Collected data entries
______________________________
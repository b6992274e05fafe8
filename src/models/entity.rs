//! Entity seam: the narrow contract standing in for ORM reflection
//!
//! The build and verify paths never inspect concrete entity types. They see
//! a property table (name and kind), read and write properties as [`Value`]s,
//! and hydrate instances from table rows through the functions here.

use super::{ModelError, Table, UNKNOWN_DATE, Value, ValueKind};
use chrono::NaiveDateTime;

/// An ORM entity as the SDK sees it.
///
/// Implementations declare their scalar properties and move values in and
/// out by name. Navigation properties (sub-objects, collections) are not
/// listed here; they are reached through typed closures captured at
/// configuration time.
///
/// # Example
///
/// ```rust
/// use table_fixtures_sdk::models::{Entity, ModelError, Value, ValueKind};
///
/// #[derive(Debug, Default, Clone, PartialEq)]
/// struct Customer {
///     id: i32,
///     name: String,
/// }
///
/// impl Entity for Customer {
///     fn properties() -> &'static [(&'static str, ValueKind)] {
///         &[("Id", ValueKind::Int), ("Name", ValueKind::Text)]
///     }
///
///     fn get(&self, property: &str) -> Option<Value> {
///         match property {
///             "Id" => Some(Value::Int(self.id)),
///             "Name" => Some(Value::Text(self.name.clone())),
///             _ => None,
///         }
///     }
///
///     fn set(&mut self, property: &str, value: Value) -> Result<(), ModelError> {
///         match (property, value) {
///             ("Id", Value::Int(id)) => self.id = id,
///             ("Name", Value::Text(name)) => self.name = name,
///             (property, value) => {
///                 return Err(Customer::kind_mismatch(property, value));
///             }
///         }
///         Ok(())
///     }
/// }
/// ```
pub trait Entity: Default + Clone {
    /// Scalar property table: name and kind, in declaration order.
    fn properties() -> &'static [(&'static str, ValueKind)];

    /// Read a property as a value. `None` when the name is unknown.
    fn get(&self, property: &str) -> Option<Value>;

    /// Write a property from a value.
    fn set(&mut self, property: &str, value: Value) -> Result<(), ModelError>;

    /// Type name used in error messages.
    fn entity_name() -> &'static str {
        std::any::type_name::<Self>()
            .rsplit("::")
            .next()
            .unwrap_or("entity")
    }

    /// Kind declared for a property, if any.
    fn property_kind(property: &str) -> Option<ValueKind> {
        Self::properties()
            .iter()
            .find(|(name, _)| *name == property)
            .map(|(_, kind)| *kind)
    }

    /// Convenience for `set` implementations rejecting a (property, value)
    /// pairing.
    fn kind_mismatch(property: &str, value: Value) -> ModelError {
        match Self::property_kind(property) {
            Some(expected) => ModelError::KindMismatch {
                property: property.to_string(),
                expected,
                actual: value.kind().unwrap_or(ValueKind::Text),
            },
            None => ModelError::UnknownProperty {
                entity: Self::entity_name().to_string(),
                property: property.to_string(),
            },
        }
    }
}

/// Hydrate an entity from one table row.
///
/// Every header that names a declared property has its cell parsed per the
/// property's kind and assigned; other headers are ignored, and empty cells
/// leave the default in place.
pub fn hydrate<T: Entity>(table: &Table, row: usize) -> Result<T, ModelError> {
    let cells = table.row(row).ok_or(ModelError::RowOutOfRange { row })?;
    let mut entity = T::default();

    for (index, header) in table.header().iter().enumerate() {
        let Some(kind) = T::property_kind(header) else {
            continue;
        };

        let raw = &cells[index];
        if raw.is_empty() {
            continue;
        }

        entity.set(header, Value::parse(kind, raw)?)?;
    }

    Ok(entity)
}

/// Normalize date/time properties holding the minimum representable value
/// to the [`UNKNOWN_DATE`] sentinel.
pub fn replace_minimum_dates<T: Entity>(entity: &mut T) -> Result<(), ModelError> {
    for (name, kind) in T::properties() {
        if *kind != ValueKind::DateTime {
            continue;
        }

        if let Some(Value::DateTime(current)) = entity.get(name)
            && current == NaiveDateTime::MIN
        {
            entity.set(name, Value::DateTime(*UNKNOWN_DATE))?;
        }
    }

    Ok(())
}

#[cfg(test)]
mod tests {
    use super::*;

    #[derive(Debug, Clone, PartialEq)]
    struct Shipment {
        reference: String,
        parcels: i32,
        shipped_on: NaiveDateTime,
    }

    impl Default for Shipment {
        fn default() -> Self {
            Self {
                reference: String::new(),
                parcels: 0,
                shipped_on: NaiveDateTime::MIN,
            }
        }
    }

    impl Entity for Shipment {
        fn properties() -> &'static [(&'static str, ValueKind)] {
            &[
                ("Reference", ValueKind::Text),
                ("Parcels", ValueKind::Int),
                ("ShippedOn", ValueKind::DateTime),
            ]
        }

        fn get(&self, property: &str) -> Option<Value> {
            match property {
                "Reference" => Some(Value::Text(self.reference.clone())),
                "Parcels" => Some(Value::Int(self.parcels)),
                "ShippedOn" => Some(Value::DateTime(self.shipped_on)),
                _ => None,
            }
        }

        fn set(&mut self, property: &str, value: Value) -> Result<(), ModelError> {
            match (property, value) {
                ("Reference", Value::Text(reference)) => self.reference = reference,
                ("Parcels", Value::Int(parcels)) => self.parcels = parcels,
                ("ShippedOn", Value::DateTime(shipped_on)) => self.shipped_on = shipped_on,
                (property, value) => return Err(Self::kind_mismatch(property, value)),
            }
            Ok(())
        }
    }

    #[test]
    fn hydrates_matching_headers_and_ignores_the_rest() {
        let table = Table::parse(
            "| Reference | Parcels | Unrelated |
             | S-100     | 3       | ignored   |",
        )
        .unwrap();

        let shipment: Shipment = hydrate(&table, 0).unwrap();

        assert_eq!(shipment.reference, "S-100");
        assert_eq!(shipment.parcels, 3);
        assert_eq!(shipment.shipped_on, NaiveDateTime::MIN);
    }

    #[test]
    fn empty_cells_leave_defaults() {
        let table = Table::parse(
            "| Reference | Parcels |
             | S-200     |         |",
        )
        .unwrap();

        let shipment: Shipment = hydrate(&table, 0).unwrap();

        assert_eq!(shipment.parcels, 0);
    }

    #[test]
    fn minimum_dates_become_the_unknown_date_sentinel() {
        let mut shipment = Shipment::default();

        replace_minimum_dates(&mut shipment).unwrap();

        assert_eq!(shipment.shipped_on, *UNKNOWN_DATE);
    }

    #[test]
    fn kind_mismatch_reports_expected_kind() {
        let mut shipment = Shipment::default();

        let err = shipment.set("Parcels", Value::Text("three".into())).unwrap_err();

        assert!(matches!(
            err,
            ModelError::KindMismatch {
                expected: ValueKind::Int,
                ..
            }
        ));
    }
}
______________________________
■ EXERCISE GOAL: Restate all entries above verbatim.

■ RESPONSE AREA:
repository b6992274e05fafe8
filename src/models/entity.rs
//! Entity seam: the narrow contract standing in for ORM reflection
//!
//! The build and verify paths never inspect concrete entity types. They see
//! a property table (name and kind), read and write properties as [`Value`]s,
//! and hydrate instances from table rows through the functions here.

use super::{ModelError, Table, UNKNOWN_DATE, Value, ValueKind};
use chrono::NaiveDateTime;

/// An ORM entity as the SDK sees it.
///
/// Implementations declare their scalar properties and move values in and
/// out by name. Navigation properties (sub-objects, collections) are not
/// listed here; they are reached through typed closures captured at
/// configuration time.
///
/// # Example
///
/// ```rust
/// use table_fixtures_sdk::models::{Entity, ModelError, Value, ValueKind};
///
/// #[derive(Debug, Default, Clone, PartialEq)]
/// struct Customer {
///     id: i32,
///     name: String,
/// }
///
/// impl Entity for Customer {
///     fn properties() -> &'static [(&'static str, ValueKind)] {
///         &[("Id", ValueKind::Int), ("Name", ValueKind::Text)]
///     }
///
///     fn get(&self, property: &str) -> Option<Value> {
///         match property {
///             "Id" => Some(Value::Int(self.id)),
///             "Name" => Some(Value::Text(self.name.clone())),
///             _ => None,
///         }
///     }
///
///     fn set(&mut self, property: &str, value: Value) -> Result<(), ModelError> {
///         match (property, value) {
///             ("Id", Value::Int(id)) => self.id = id,
///             ("Name", Value::Text(name)) => self.name = name,
///             (property, value) => {
///                 return Err(Customer::kind_mismatch(property, value));
///             }
///         }
///         Ok(())
///     }
/// }
/// ```
pub trait Entity: Default + Clone {
    /// Scalar property table: name and kind, in declaration order.
    fn properties() -> &'static [(&'static str, ValueKind)];

    /// Read a property as a value. `None` when the name is unknown.
    fn get(&self, property: &str) -> Option<Value>;

    /// Write a property from a value.
    fn set(&mut self, property: &str, value: Value) -> Result<(), ModelError>;

    /// Type name used in error messages.
    fn entity_name() -> &'static str {
        std::any::type_name::<Self>()
            .rsplit("::")
            .next()
            .unwrap_or("entity")
    }

    /// Kind declared for a property, if any.
    fn property_kind(property: &str) -> Option<ValueKind> {
        Self::properties()
            .iter()
            .find(|(name, _)| *name == property)
            .map(|(_, kind)| *kind)
    }

    /// Convenience for `set` implementations rejecting a (property, value)
    /// pairing.
    fn kind_mismatch(property: &str, value: Value) -> ModelError {
        match Self::property_kind(property) {
            Some(expected) => ModelError::KindMismatch {
                property: property.to_string(),
                expected,
                actual: value.kind().unwrap_or(ValueKind::Text),
            },
            None => ModelError::UnknownProperty {
                entity: Self::entity_name().to_string(),
                property: property.to_string(),
            },
        }
    }
}

/// Hydrate an entity from one table row.
///
/// Every header that names a declared property has its cell parsed per the
/// property's kind and assigned; other headers are ignored, and empty cells
/// leave the default in place.
pub fn hydrate<T: Entity>(table: &Table, row: usize) -> Result<T, ModelError> {
    let cells = table.row(row).ok_or(ModelError::RowOutOfRange { row })?;
    let mut entity = T::default();

    for (index, header) in table.header().iter().enumerate() {
        let Some(kind) = T::property_kind(header) else {
            continue;
        };

        let raw = &cells[index];
        if raw.is_empty() {
            continue;
        }

        entity.set(header, Value::parse(kind, raw)?)?;
    }

    Ok(entity)
}

/// Normalize date/time properties holding the minimum representable value
/// to the [`UNKNOWN_DATE`] sentinel.
pub fn replace_minimum_dates<T: Entity>(entity: &mut T) -> Result<(), ModelError> {
    for (name, kind) in T::properties() {
        if *kind != ValueKind::DateTime {
            continue;
        }

        if let Some(Value::DateTime(current)) = entity.get(name)
            && current == NaiveDateTime::MIN
        {
            entity.set(name, Value::DateTime(*UNKNOWN_DATE))?;
        }
    }

    Ok(())
}

#[cfg(test)]
mod tests {
    use super::*;

    #[derive(Debug, Clone, PartialEq)]
    struct Shipment {
        reference: String,
        parcels: i32,
        shipped_on: NaiveDateTime,
    }

    impl Default for Shipment {
        fn default() -> Self {
            Self {
                reference: String::new(),
                parcels: 0,
                shipped_on: NaiveDateTime::MIN,
            }
        }
    }

    impl Entity for Shipment {
        fn properties() -> &'static [(&'static str, ValueKind)] {
            &[
                ("Reference", ValueKind::Text),
                ("Parcels", ValueKind::Int),
                ("ShippedOn", ValueKind::DateTime),
            ]
        }

        fn get(&self, property: &str) -> Option<Value> {
            match property {
                "Reference" => Some(Value::Text(self.reference.clone())),
                "Parcels" => Some(Value::Int(self.parcels)),
                "ShippedOn" => Some(Value::DateTime(self.shipped_on)),
                _ => None,
            }
        }

        fn set(&mut self, property: &str, value: Value) -> Result<(), ModelError> {
            match (property, value) {
                ("Reference", Value::Text(reference)) => self.reference = reference,
                ("Parcels", Value::Int(parcels)) => self.parcels = parcels,
                ("ShippedOn", Value::DateTime(shipped_on)) => self.shipped_on = shipped_on,
                (property, value) => return Err(Self::kind_mismatch(property, value)),
            }
            Ok(())
        }
    }

    #[test]
    fn hydrates_matching_headers_and_ignores_the_rest() {
        let table = Table::parse(
            "| Reference | Parcels | Unrelated |
             | S-100     | 3       | ignored   |",
        )
        .unwrap();

        let shipment: Shipment = hydrate(&table, 0).unwrap();

        assert_eq!(shipment.reference, "S-100");
        assert_eq!(shipment.parcels, 3);
        assert_eq!(shipment.shipped_on, NaiveDateTime::MIN);
    }

    #[test]
    fn empty_cells_leave_defaults() {
        let table = Table::parse(
            "| Reference | Parcels |
             | S-200     |         |",
        )
        .unwrap();

        let shipment: Shipment = hydrate(&table, 0).unwrap();

        assert_eq!(shipment.parcels, 0);
    }

    #[test]
    fn minimum_dates_become_the_unknown_date_sentinel() {
        let mut shipment = Shipment::default();

        replace_minimum_dates(&mut shipment).unwrap();

        assert_eq!(shipment.shipped_on, *UNKNOWN_DATE);
    }

    #[test]
    fn kind_mismatch_reports_expected_kind() {
        let mut shipment = Shipment::default();

        let err = shipment.set("Parcels", Value::Text("three".into())).unwrap_err();

        assert!(matches!(
            err,
            ModelError::KindMismatch {
                expected: ValueKind::Int,
                ..
            }
        ));
    }
}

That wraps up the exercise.